#### ACTION ITEM:
Only the lines of the data below from the one with "pub(crate) fn clear_mirror(&self)" through the one with "if let Some(docs)" are wanted. Repeat them exactly.
-------- INFORMATION SUPPLIED --------
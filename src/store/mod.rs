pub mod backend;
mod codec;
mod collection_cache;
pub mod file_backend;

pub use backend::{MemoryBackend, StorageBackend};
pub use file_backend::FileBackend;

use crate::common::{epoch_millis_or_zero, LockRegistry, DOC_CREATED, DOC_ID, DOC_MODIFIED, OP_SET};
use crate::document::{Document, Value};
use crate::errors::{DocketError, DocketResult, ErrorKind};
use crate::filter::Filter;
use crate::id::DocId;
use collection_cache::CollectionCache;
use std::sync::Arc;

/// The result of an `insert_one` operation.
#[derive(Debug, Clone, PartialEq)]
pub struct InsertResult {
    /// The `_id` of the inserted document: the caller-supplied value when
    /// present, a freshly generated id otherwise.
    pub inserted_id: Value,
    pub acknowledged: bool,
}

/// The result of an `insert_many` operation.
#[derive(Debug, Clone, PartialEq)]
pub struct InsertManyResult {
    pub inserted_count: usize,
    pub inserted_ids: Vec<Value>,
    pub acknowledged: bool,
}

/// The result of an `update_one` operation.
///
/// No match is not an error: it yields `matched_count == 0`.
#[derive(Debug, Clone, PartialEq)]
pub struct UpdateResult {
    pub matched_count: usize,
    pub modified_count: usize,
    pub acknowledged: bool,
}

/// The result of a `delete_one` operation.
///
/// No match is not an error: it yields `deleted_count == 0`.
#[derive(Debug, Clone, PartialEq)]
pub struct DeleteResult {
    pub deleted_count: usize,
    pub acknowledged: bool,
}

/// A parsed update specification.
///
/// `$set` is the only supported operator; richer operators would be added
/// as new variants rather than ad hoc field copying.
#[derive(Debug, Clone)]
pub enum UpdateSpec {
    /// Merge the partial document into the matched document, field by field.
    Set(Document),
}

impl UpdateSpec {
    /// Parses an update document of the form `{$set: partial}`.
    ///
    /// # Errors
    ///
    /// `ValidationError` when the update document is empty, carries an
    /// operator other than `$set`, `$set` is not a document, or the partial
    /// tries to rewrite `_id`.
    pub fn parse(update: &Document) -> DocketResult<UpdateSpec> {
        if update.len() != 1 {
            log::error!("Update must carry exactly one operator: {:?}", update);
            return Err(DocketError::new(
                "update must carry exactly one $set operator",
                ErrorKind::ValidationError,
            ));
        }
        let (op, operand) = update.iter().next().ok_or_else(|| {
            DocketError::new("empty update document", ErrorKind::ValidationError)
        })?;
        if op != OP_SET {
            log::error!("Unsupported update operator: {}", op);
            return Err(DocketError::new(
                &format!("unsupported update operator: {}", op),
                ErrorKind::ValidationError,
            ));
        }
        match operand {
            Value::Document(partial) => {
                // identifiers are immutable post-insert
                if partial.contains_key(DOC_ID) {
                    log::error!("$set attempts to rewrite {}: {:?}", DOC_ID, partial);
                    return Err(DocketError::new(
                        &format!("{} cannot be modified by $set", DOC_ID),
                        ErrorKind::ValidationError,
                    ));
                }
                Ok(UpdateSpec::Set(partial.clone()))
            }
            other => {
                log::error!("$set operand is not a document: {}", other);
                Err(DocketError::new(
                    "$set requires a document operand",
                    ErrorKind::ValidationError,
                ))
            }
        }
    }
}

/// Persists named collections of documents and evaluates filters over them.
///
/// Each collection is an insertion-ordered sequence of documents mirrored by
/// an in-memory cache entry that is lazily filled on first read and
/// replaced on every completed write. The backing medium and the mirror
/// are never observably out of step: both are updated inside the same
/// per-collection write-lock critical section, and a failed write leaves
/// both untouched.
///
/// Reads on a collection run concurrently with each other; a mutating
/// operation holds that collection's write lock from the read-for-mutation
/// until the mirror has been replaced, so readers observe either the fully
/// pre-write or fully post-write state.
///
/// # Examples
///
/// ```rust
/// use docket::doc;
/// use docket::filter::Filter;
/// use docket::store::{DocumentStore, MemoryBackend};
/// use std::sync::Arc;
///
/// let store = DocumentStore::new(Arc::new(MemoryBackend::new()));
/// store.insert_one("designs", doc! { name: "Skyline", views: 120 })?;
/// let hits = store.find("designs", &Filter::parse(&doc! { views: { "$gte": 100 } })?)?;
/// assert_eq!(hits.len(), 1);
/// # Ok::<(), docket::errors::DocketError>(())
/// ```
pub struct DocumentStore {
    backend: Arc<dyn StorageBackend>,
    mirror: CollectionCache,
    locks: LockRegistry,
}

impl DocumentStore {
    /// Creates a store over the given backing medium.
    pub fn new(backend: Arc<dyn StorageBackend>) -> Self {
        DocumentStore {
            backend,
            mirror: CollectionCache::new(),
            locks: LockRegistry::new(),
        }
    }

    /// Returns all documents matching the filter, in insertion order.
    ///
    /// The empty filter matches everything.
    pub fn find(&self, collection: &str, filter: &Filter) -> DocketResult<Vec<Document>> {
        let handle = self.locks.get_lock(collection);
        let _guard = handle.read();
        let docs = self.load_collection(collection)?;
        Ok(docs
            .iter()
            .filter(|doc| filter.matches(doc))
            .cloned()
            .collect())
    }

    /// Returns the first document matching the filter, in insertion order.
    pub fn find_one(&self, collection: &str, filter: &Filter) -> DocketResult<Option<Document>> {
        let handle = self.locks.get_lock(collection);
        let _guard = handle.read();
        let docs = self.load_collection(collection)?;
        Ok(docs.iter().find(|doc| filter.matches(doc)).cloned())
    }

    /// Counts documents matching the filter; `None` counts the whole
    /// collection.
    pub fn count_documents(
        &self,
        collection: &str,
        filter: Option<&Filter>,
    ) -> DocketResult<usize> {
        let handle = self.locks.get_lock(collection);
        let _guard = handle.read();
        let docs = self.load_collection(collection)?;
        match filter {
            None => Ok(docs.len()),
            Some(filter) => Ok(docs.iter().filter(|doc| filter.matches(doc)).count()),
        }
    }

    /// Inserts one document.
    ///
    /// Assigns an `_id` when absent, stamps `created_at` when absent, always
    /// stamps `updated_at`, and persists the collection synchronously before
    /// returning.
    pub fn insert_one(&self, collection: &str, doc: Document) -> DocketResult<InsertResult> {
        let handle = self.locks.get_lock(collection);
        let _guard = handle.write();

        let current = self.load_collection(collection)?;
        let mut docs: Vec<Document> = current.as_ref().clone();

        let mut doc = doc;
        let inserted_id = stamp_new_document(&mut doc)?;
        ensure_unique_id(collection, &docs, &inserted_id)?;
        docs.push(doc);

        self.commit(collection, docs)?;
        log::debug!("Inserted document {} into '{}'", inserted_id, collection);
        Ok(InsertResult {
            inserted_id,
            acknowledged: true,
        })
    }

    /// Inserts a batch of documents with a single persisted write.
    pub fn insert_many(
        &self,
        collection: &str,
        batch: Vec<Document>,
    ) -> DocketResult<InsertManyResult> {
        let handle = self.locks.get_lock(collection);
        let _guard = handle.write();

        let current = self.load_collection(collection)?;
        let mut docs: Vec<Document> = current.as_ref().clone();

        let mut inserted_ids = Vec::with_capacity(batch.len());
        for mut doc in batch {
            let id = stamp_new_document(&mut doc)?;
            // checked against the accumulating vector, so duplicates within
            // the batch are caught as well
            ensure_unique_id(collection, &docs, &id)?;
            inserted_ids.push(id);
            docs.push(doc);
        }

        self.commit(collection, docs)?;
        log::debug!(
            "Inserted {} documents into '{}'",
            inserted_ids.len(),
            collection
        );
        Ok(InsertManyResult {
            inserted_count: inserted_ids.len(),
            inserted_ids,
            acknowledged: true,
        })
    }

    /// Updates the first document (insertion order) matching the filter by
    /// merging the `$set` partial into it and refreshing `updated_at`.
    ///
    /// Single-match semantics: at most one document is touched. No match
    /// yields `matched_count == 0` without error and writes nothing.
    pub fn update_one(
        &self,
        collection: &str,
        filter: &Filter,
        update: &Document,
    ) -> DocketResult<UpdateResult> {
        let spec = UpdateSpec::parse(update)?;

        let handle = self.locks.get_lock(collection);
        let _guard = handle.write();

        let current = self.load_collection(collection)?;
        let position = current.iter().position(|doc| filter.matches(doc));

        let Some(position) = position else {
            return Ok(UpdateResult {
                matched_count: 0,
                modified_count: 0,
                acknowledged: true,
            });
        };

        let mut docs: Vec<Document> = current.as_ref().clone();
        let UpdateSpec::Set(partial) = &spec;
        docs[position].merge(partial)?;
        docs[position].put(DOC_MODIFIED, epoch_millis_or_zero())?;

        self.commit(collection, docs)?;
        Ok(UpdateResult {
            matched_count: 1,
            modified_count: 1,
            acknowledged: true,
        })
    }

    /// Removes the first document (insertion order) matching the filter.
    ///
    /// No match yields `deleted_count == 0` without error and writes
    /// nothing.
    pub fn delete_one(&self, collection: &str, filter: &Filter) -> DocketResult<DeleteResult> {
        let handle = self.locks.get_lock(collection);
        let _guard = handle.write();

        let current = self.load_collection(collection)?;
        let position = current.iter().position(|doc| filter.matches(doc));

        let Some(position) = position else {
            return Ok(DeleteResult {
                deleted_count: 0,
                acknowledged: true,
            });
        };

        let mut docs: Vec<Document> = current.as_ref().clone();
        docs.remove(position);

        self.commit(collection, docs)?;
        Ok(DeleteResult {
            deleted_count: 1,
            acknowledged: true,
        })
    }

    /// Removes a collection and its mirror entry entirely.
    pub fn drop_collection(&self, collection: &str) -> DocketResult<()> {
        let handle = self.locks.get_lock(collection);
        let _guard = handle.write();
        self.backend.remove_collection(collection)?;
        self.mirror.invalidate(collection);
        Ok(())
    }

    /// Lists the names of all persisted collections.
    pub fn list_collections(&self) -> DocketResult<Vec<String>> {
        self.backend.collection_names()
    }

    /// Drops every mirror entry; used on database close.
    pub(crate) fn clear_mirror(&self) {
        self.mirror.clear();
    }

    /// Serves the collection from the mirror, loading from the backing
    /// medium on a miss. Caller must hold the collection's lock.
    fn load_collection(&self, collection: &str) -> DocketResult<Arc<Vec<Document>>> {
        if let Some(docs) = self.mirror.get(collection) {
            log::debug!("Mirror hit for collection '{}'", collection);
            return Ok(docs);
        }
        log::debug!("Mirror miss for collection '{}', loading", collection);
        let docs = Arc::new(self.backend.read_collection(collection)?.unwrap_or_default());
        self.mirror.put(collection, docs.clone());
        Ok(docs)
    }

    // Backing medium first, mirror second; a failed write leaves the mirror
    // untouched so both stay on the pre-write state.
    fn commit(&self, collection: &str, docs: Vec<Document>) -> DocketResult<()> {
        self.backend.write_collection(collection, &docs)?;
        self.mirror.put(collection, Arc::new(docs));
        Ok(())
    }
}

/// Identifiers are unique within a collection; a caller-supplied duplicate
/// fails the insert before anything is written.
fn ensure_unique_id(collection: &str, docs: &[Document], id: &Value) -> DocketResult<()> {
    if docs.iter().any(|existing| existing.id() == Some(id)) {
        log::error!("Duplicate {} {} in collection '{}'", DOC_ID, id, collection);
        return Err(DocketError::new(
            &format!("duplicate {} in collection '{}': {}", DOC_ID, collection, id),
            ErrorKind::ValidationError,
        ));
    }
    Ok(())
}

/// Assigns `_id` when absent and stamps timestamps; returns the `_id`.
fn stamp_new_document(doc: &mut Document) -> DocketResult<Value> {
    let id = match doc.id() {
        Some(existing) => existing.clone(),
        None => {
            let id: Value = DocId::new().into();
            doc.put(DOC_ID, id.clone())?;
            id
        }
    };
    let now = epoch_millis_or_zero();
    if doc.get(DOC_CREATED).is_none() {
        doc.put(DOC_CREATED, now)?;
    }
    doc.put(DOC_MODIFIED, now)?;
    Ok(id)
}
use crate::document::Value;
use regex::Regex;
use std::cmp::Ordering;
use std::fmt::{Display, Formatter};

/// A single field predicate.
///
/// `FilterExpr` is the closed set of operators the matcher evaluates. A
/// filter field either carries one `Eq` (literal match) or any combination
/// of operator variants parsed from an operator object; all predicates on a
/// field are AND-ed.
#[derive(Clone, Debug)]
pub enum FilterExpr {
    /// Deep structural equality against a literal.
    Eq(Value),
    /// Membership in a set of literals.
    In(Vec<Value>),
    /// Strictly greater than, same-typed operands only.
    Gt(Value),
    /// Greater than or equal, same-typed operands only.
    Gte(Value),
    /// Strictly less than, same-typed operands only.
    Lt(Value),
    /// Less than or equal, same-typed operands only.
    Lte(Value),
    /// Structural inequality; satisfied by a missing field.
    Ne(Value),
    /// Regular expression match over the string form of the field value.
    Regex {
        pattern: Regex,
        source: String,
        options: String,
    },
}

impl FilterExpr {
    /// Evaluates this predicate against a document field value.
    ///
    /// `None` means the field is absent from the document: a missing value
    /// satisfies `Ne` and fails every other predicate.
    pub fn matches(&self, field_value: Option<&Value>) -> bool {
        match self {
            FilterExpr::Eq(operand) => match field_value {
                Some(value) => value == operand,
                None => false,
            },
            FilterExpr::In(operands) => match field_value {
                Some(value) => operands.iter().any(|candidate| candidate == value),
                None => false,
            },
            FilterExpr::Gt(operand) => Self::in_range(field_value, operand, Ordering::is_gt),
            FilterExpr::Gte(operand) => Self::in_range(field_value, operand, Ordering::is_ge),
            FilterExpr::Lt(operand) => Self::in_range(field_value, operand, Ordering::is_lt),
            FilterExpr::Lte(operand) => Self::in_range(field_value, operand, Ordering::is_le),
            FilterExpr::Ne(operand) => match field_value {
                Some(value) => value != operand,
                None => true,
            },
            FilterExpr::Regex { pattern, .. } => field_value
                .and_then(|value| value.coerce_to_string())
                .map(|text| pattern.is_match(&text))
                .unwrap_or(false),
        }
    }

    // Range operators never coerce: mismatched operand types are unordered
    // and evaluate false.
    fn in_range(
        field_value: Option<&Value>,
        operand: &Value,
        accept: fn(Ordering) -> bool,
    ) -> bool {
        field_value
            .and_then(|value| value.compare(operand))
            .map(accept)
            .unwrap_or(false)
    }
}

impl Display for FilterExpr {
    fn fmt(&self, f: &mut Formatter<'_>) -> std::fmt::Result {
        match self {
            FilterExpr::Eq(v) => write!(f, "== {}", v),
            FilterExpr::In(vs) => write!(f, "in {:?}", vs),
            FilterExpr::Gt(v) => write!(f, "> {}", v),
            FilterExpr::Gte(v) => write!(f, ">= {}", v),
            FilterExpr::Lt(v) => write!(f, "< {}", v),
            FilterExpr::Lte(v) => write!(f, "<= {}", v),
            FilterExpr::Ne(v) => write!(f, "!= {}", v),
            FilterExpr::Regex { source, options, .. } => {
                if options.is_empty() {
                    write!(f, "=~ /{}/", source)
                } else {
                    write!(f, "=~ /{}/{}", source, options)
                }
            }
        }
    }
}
--------
#### REPLY TO THE TASK:
    pub(crate) fn clear_mirror(&self) {
        self.mirror.clear();
    }

    /// Serves the collection from the mirror, loading from the backing
    /// medium on a miss. Caller must hold the collection's lock.
    fn load_collection(&self, collection: &str) -> DocketResult<Arc<Vec<Document>>> {
        if let Some(docs) = self.mirror.get(collection) {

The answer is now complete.